WALKA ROKU, DEKADY, STULECIA?
Fenomenalna, wybitna, niesamowita - tylko w ten sposób można napisać o walce Juana Manuela Lopeza (27-0, 24 KO) z Rogersem Mtagwą (26-13-2, 18 KO). W jednej z najwspanialszych wojen w historii boksu zawodowego champion z Portoryko obronił tytuł mistrza świata federacji WBO w wadze super-koguciej, wygrywając z niedocenianym pretendentem dwa do remisu. Sędziowie punktowali 116:116, 114:113 oraz 115:111.

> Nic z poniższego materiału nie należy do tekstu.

use std::fs;
use std::path::{Path, PathBuf};
use std::time::Duration;

use log::LevelFilter;
use serde::{Deserialize, Serialize};
use thiserror::Error;

use crate::gag::catalog::{default_variants, Catalog, MediaVariant, DEFAULT_BASE_URL};
use crate::gag::sanitize::CacheKey;

pub mod directory;

/// Name of the configuration file.
pub const CONFIG_NAME: &str = "config.toml";

/// A desktop Chrome user agent; the CDN refuses requests that do not look like a browser.
pub const DEFAULT_USER_AGENT: &str = "Mozilla/5.0 (Windows NT 10.0; Win64; x64) AppleWebKit/537.36 (KHTML, like Gecko) Chrome/91.0.4472.124 Safari/537.36";

// Define error types for config loading
#[derive(Error, Debug)]
pub enum ConfigError {
    #[error("IO error: {0}")]
    Io(#[from] std::io::Error),

    #[error("TOML parsing error: {0}")]
    Toml(#[from] toml::de::Error),

    #[error("TOML serialization error: {0}")]
    TomlSer(String),

    #[error("Invalid media catalog: {0}")]
    InvalidCatalog(String),

    #[error("Invalid log level: {0}")]
    InvalidLogLevel(String),
}

// Result type alias for config operations
pub type ConfigResult<T> = Result<T, ConfigError>;

#[derive(Debug, Serialize, Deserialize, Clone, PartialEq, Eq)]
#[serde(default)]
pub struct Paths {
    /// The 9GAG HTML export to read.
    pub source_file: String,
    /// Folder that receives the `gags/` tree.
    pub destination: String,
}

impl Default for Paths {
    fn default() -> Self {
        Self {
            source_file: String::new(),
            destination: "./downloads".to_string(),
        }
    }
}

#[derive(Debug, Serialize, Deserialize, Clone, PartialEq, Eq)]
#[serde(default)]
pub struct Selection {
    pub upvoted: bool,
    pub saved: bool,
}

impl Default for Selection {
    fn default() -> Self {
        Self {
            upvoted: true,
            saved: false,
        }
    }
}

#[derive(Debug, Serialize, Deserialize, Clone, PartialEq, Eq)]
#[serde(default)]
pub struct Http {
    pub user_agent: String,
    pub timeout_secs: u64,
}

impl Default for Http {
    fn default() -> Self {
        Self {
            user_agent: DEFAULT_USER_AGENT.to_string(),
            timeout_secs: 10,
        }
    }
}

impl Http {
    pub fn timeout(&self) -> Duration {
        Duration::from_secs(self.timeout_secs.max(1))
    }
}

#[derive(Debug, Serialize, Deserialize, Clone, PartialEq, Eq)]
#[serde(default)]
pub struct Validation {
    /// Video bodies smaller than this without a video content type are treated as error pages.
    pub min_video_bytes: usize,
}

impl Default for Validation {
    fn default() -> Self {
        Self {
            min_video_bytes: 10 * 1024,
        }
    }
}

#[derive(Debug, Serialize, Deserialize, Clone, PartialEq, Eq, Default)]
#[serde(default)]
pub struct Cache {
    pub key: CacheKey,
}

#[derive(Debug, Serialize, Deserialize, Clone, PartialEq, Eq)]
#[serde(default)]
pub struct Logging {
    pub log_level: String,
    pub log_to_file: bool,
    pub log_file: String,
}

impl Default for Logging {
    fn default() -> Self {
        Self {
            log_level: "info".to_string(),
            log_to_file: true,
            log_file: "9gag_downloader.log".to_string(),
        }
    }
}

impl Logging {
    /// Parses `log_level` into a filter for the file logger.
    pub fn level_filter(&self) -> ConfigResult<LevelFilter> {
        self.log_level
            .parse::<LevelFilter>()
            .map_err(|_| ConfigError::InvalidLogLevel(self.log_level.clone()))
    }
}

#[derive(Debug, Serialize, Deserialize, Clone, PartialEq, Eq)]
#[serde(default)]
pub struct CatalogConfig {
    pub base_url: String,
    pub variants: Vec<MediaVariant>,
}

impl Default for CatalogConfig {
    fn default() -> Self {
        Self {
            base_url: DEFAULT_BASE_URL.to_string(),
            variants: default_variants(),
        }
    }
}

#[derive(Debug, Serialize, Deserialize, Clone, PartialEq, Eq, Default)]
#[serde(default)]
pub struct AppConfig {
    pub paths: Paths,
    pub selection: Selection,
    pub http: Http,
    pub validation: Validation,
    pub cache: Cache,
    pub logging: Logging,
    pub catalog: CatalogConfig,
}

impl AppConfig {
    /// Builds the validated media catalog from the `[catalog]` section.
    pub fn catalog(&self) -> ConfigResult<Catalog> {
        Catalog::new(self.catalog.base_url.clone(), self.catalog.variants.clone())
    }
}

/// Loads, creates and saves `config.toml`.
#[derive(Debug, Clone)]
pub struct ConfigManager {
    config: AppConfig,
    config_path: PathBuf,
    /// Where an unreadable config was moved to during [ConfigManager::load].
    backup_path: Option<PathBuf>,
}

impl ConfigManager {
    /// Loads the config at `config_path`, falling back to defaults when it is missing.
    pub fn load(config_path: impl AsRef<Path>) -> ConfigResult<Self> {
        let config_path = config_path.as_ref().to_path_buf();
        let (config, backup_path) = Self::load_app_config(&config_path)?;

        Ok(Self {
            config,
            config_path,
            backup_path,
        })
    }

    /// A manager holding the default config for `config_path`, without reading it.
    pub fn with_defaults(config_path: impl AsRef<Path>) -> Self {
        Self {
            config: AppConfig::default(),
            config_path: config_path.as_ref().to_path_buf(),
            backup_path: None,
        }
    }

    fn load_app_config(config_path: &Path) -> ConfigResult<(AppConfig, Option<PathBuf>)> {
        if !config_path.exists() {
            warn!("Config file not found: {}", config_path.display());
            return Ok((AppConfig::default(), None));
        }

        let content = fs::read_to_string(config_path)?;
        match toml::from_str(&content) {
            Ok(config) => Ok((config, None)),
            Err(e) => {
                error!("Failed to parse {}: {}", config_path.display(), e);
                info!("Backing up old config and creating new one with default values");

                let backup = config_path.with_extension("toml.backup");
                let backup_path = match fs::rename(config_path, &backup) {
                    Ok(()) => Some(backup),
                    Err(backup_err) => {
                        warn!("Failed to backup old config: {}", backup_err);
                        None
                    }
                };

                let default_config = AppConfig::default();
                match toml::to_string_pretty(&default_config) {
                    Ok(toml_string) => {
                        if let Err(write_err) = fs::write(config_path, toml_string) {
                            error!("Failed to write new config file: {}", write_err);
                        } else {
                            info!("Created new {} with default values", config_path.display());
                        }
                    }
                    Err(ser_err) => error!("Failed to serialize default config: {}", ser_err),
                }

                Ok((default_config, backup_path))
            }
        }
    }

    pub fn config(&self) -> &AppConfig {
        &self.config
    }

    pub fn config_path(&self) -> &Path {
        &self.config_path
    }

    /// Set when the config on disk could not be parsed and was moved aside.
    pub fn backup_path(&self) -> Option<&Path> {
        self.backup_path.as_deref()
    }

    /// Checks config and ensure it isn't missing.
    pub fn config_exists(&self) -> bool {
        if !self.config_path.exists() {
            trace!("{}: does not exist!", self.config_path.display());
            return false;
        }

        true
    }

    /// Writes the default config if no file exists yet.
    pub fn create_default_config(&mut self) -> ConfigResult<()> {
        if !self.config_exists() {
            self.save(AppConfig::default())?;
        }
        Ok(())
    }

    /// Saves `config` to disk and makes it the current config.
    pub fn save(&mut self, config: AppConfig) -> ConfigResult<()> {
        if let Some(parent) = self.config_path.parent() {
            if !parent.as_os_str().is_empty() && !parent.exists() {
                fs::create_dir_all(parent)?;
            }
        }
        let toml_string =
            toml::to_string_pretty(&config).map_err(|e| ConfigError::TomlSer(e.to_string()))?;
        fs::write(&self.config_path, toml_string)?;
        self.config = config;

        Ok(())
    }
}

W pierwszych dwóch rundach niepodzielnie panował Lopez, który świetnymi kontrami wyprzedzał ataki pretendenta. Opisywać pojedynku od trzeciego starcia nie ma sensu, bo była to nieustana wymiana cios za cios, podczas której bokserzy momentami zupełnie zapomnieli o obronie i wszystko postawili na jedną kartę. Warto tylko wspomnieć o nokdaunie jaki zafundował champion Mtagwie w piątej odsłonie. Przepuścił wówczas atak rywala i skontrował krótkim prawym sierpem. Rogers przewrócił się jednak bardziej z powodu złego ustawienia nóg niż siły ciosu. Juan Manuel kompletnie opadł z sił w końcówce i wytrzymał ostatnie dwie minuty tylko dzięki nadludzkiej ambicji. Pojedynek Mtagwy z Lopezem na stałe przejdzie do historii boksu obok tak pamiętnych wojen jak Ward vs Gatti czy Corrales vs Castillo. Rewanż więcej niż pożądany...

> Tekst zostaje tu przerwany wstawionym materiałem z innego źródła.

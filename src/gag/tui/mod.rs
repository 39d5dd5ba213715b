/*
 * Copyright (c) 2022 McSib
 *
 * Licensed under the Apache License, Version 2.0 (the "License");
 * you may not use this file except in compliance with the License.
 * You may obtain a copy of the License at
 *
 *     http://www.apache.org/licenses/LICENSE-2.0
 *
 * Unless required by applicable law or agreed to in writing, software
 * distributed under the License is distributed on an "AS IS" BASIS,
 * WITHOUT WARRANTIES OR CONDITIONS OF ANY KIND, either express or implied.
 * See the License for the specific language governing permissions and
 * limitations under the License.
 */


use std::time::Duration;

use anyhow::Result;
use indicatif::{ProgressBar, ProgressDrawTarget, ProgressStyle};

use crate::gag::models::{DownloadOutcome, DownloadStatus, ProgressEvent};

/// Template of the main download bar.
pub const DOWNLOAD_TEMPLATE: &str = "{spinner:.green} [{elapsed_precise}] [{bar:40.cyan/blue}] {pos}/{len} {prefix}: {msg}";

/// Filled, current and empty bar symbols.
const PROGRESS_CHARS: &str = "#>-";

/// Template used when [DOWNLOAD_TEMPLATE] is rejected.
const FALLBACK_TEMPLATE: &str = "{spinner} [{elapsed_precise}] {bar} {pos}/{len}";

/// Longest title shown in the bar prefix before it is cut.
const PREFIX_CHARS: usize = 13;

/// A builder that helps in making a new [ProgressStyle] for use.
pub struct ProgressStyleBuilder {
    /// The [ProgressStyle] being built.
    progress_style: ProgressStyle,
}

impl ProgressStyleBuilder {
    /// Sets the template of the progress style.
    ///
    /// A template indicatif cannot parse is replaced by a plain bar and logged.
    ///
    /// # Arguments
    ///
    /// * `msg_template`: The template to use.
    ///
    /// returns: Result<ProgressStyleBuilder, anyhow::Error>
    pub fn template(mut self, msg_template: &str) -> Result<Self> {
        match self.progress_style.clone().template(msg_template) {
            Ok(style) => {
                self.progress_style = style;
                Ok(self)
            }
            Err(err) => {
                warn!("Template error with '{}': {}. Using fallback template.", msg_template, err);
                self.progress_style = Self::fallback_style();
                Ok(self)
            }
        }
    }

    /// Creates a builder with a plain spinner and bar.
    fn create_simple() -> Self {
        Self {
            progress_style: Self::fallback_style(),
        }
    }

    fn fallback_style() -> ProgressStyle {
        ProgressStyle::default_bar()
            .template(FALLBACK_TEMPLATE)
            .unwrap_or_else(|e| {
                error!("Fallback template also failed: {}. Using default bar.", e);
                ProgressStyle::default_bar()
            })
    }

    /// Sets the progress style chars.
    ///
    /// # Arguments
    ///
    /// * `chars`: Progress chars to use.
    ///
    /// returns: Result<ProgressStyleBuilder, anyhow::Error>
    pub fn progress_chars(mut self, chars: &str) -> Result<Self> {
        if chars.chars().count() < 2 {
            anyhow::bail!("progress chars need at least two symbols, got {:?}", chars);
        }
        self.progress_style = self.progress_style.progress_chars(chars);
        Ok(self)
    }

    pub fn build(self) -> ProgressStyle {
        self.progress_style
    }
}

impl Default for ProgressStyleBuilder {
    fn default() -> Self {
        Self {
            progress_style: ProgressStyle::default_bar(),
        }
    }
}

/// A builder that helps in initializing and configuring a new [ProgressBar] for use.
pub struct ProgressBarBuilder {
    /// The [ProgressBar] to build.
    progress_bar: ProgressBar,
}

impl ProgressBarBuilder {
    /// Creates new instance of the builder.
    ///
    /// # Arguments
    ///
    /// * `len`: Total length of the progress bar.
    ///
    /// returns: ProgressBarBuilder
    pub fn new(len: u64) -> Self {
        Self {
            progress_bar: ProgressBar::new(len),
        }
    }

    /// Sets the style of the progress bar to the style given.
    pub fn style(self, progress_style: ProgressStyle) -> Self {
        self.progress_bar.set_style(progress_style);
        self
    }

    /// Sets the draw target (output) of the progress bar to the target given.
    pub fn draw_target(self, target: ProgressDrawTarget) -> Self {
        self.progress_bar.set_draw_target(target);
        self
    }

    /// Resets the progress bar state to update it.
    pub fn reset(self) -> Self {
        self.progress_bar.reset();
        self
    }

    /// Sets the steady tick's duration to the given duration.
    ///
    /// # Arguments
    ///
    /// * `duration`: Steady tick duration.
    ///
    /// returns: ProgressBarBuilder
    pub fn steady_tick(self, duration: Duration) -> Self {
        self.progress_bar.enable_steady_tick(duration);
        self
    }

    /// Returns the newly built progress bar.
    pub fn build(self) -> ProgressBar {
        self.progress_bar
    }
}

/// Style of the download bar, or a plain bar when `progress_chars` is unusable.
fn download_style(progress_chars: &str) -> ProgressStyle {
    match ProgressStyleBuilder::default()
        .template(DOWNLOAD_TEMPLATE)
        .and_then(|builder| builder.progress_chars(progress_chars))
    {
        Ok(builder) => builder.build(),
        Err(e) => {
            warn!("{}. Using a plain progress bar.", e);
            ProgressStyleBuilder::create_simple().build()
        }
    }
}

/// Builds the bar shown while gags are downloaded.
///
/// # Arguments
///
/// * `len`: Number of gags in the run.
///
/// returns: ProgressBar
pub fn download_bar(len: u64) -> ProgressBar {
    let bar = ProgressBarBuilder::new(len)
        .style(download_style(PROGRESS_CHARS))
        .draw_target(ProgressDrawTarget::stderr_with_hz(5))
        .reset()
        .steady_tick(Duration::from_millis(200))
        .build();
    bar.set_prefix("Downloading");
    bar.set_message("Initializing...");
    bar
}

/// Moves `bar` forward for one processed gag.
pub fn advance(bar: &ProgressBar, event: &ProgressEvent<'_>) {
    bar.set_prefix(short_title(event.title));
    bar.set_message(describe_outcome(event.outcome));
    bar.inc(1);
}

/// One line describing what happened to a gag.
pub fn describe_outcome(outcome: &DownloadOutcome) -> String {
    let kind = outcome
        .media_kind
        .map(|kind| kind.to_string().to_lowercase())
        .unwrap_or_else(|| "gag".to_string());

    match outcome.status {
        DownloadStatus::Downloaded => format!("{} downloaded", kind),
        DownloadStatus::AlreadyCached => format!("{} already downloaded", kind),
        DownloadStatus::Failed => format!("failed: {}", outcome.record.post_url()),
    }
}

/// Cuts `title` so the bar prefix keeps a steady width.
pub fn short_title(title: &str) -> String {
    if title.chars().count() > PREFIX_CHARS {
        let head: String = title.chars().take(PREFIX_CHARS - 1).collect();
        format!("{}…", head)
    } else {
        title.to_string()
    }
}

#[cfg(test)]
mod tests {
    use super::*;
    use std::path::PathBuf;

    use crate::gag::models::{MediaKind, PostRecord, SourceCategory};

    fn record() -> PostRecord {
        PostRecord::new("aW4nMjA", "Test Gag", SourceCategory::Upvoted)
    }

    #[test]
    fn test_describe_outcome() {
        let downloaded = DownloadOutcome::downloaded(record(), MediaKind::Video, PathBuf::from("a.mp4"));
        assert_eq!(describe_outcome(&downloaded), "video downloaded");

        let cached = DownloadOutcome::cached(record(), MediaKind::Image, PathBuf::from("a.jpg"));
        assert_eq!(describe_outcome(&cached), "image already downloaded");

        let failed = DownloadOutcome::failed(record());
        assert_eq!(describe_outcome(&failed), "failed: https://9gag.com/gag/aW4nMjA");
    }

    #[test]
    fn test_short_title() {
        assert_eq!(short_title("Dog"), "Dog");
        assert_eq!(short_title("exactly13char"), "exactly13char");
        assert_eq!(short_title("a much longer title"), "a much longe…");
        assert_eq!(short_title("ääääääääääääää"), "ääääääääääää…");
    }

    #[test]
    fn test_bad_template_falls_back() {
        assert!(ProgressStyleBuilder::default().template("{bar:40.").is_ok());
    }

    #[test]
    fn test_progress_chars_need_two_symbols() {
        assert!(ProgressStyleBuilder::create_simple().progress_chars("#").is_err());
        assert!(ProgressStyleBuilder::create_simple().progress_chars("#>-").is_ok());
    }

    #[test]
    fn test_download_style_survives_bad_chars() {
        let bar = ProgressBarBuilder::new(1)
            .style(download_style("#"))
            .draw_target(ProgressDrawTarget::hidden())
            .build();
        bar.inc(1);
        assert_eq!(bar.position(), 1);
    }

    #[test]
    fn test_download_bar_length() {
        let bar = download_bar(3);
        assert_eq!(bar.length(), Some(3));
        assert_eq!(bar.prefix(), "Downloading");
        bar.finish_and_clear();
    }

    #[test]
    fn test_advance_counts_gags() {
        let bar = ProgressBarBuilder::new(2)
            .style(ProgressStyleBuilder::create_simple().build())
            .draw_target(ProgressDrawTarget::hidden())
            .build();
        let outcome = DownloadOutcome::failed(record());

        advance(
            &bar,
            &ProgressEvent {
                index: 0,
                total: 2,
                title: "Test Gag",
                outcome: &outcome,
            },
        );

        assert_eq!(bar.position(), 1);
        assert_eq!(bar.prefix(), "Test Gag");
        assert_eq!(bar.message(), "failed: https://9gag.com/gag/aW4nMjA");
    }
}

Od Redakcji: Po kilkunastu minutach okazało się, żepunktacja 116:116 została źle zsumowana i w rzeczywistości wyniosła 116:111 na korzyść Lopeza. Tak więc mistrz obronił tytuł decyzją jednogłośną.
Ciężko mi cokolwiek powiedzieć o walce. Spodziewałem się masakry na filadelfijczyku, a tu mamy oczywistego kandydata na FOTY.

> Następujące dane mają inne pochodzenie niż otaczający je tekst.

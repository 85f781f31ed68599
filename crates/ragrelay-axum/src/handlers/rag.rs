//! RAG service handlers.
//!
//! Both endpoints run the same pipeline: retrieve context for the prompt,
//! render the augmented prompt, forward it to the inference service.

use axum::Json;
use axum::extract::State;
use ragrelay_core::{ChatRequest, ChatResponse, ReasonRequest, ReasonResponse, build_prompt};
use tracing::{debug, error};

use crate::error::{HttpError, INFERENCE_BACKEND_ERROR, RETRIEVAL_BACKEND_ERROR};
use crate::extract::ValidatedJson;
use crate::state::RagState;

async fn answer(state: &RagState, req: &ChatRequest) -> Result<String, HttpError> {
    let contexts = state.retriever.fetch(&req.prompt).await.map_err(|e| {
        error!(error = %e, "Retrieval failed");
        HttpError::BadGateway(RETRIEVAL_BACKEND_ERROR.to_string())
    })?;

    let prompt = build_prompt(&req.prompt, &contexts);
    debug!(chunks = contexts.len(), prompt_len = prompt.len(), "Built augmented prompt");

    // Upstream details go to the log only
    state
        .inference
        .generate(&prompt, req.max_new_tokens, req.temperature)
        .await
        .map_err(|e| {
            error!(error = %e, "Inference call failed");
            HttpError::BadGateway(INFERENCE_BACKEND_ERROR.to_string())
        })
}

pub async fn chat(
    State(state): State<RagState>,
    ValidatedJson(req): ValidatedJson<ChatRequest>,
) -> Result<Json<ChatResponse>, HttpError> {
    let text = answer(&state, &req).await?;
    Ok(Json(ChatResponse::from_inference(text)))
}

/// Same as [`chat`], echoing the caller's depth hint.
pub async fn reason(
    State(state): State<RagState>,
    ValidatedJson(req): ValidatedJson<ReasonRequest>,
) -> Result<Json<ReasonResponse>, HttpError> {
    let text = answer(&state, &req.chat).await?;
    Ok(Json(ReasonResponse {
        chat: ChatResponse::from_inference(text),
        depth: req.depth,
    }))
}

Mtagwa pokazał się jako cholernie twardy journeyman. Zdaje się, że ma on po prostu taki styl walki - bezkompromisowa wojna. Komentatorzy z HBO mówili o jego wygranej z Tomasem Villa jako o podobnie ekscytującej.
Bob Arum i Lopez zaraz po walce wykluczyli możliwość rewanżu twierdząc, że chcą walk z topowymi zawodnikami. No i w sumie racja bo gdyby nie nieprawdopodobna wola walki Lopeza, to mielibyśmy jedną z większych sensacji ostatnich lat ( coś jak Tyson-Douglas w super-bantamweight )-musiał Mtagwa napędzić sporo stracha. Mam nadzieję, że Mtagwa dostanie jeszcze jakąś szansę walki o pas, bo mimo kiepskiego bilansu zasługuje na pas
Lopez z kolei ma nauczkę-nie zawsze przeciwnika można znokautować,trzeba być przygotowanym na 12 rund,ta walka będzie mu się śniła po nocach...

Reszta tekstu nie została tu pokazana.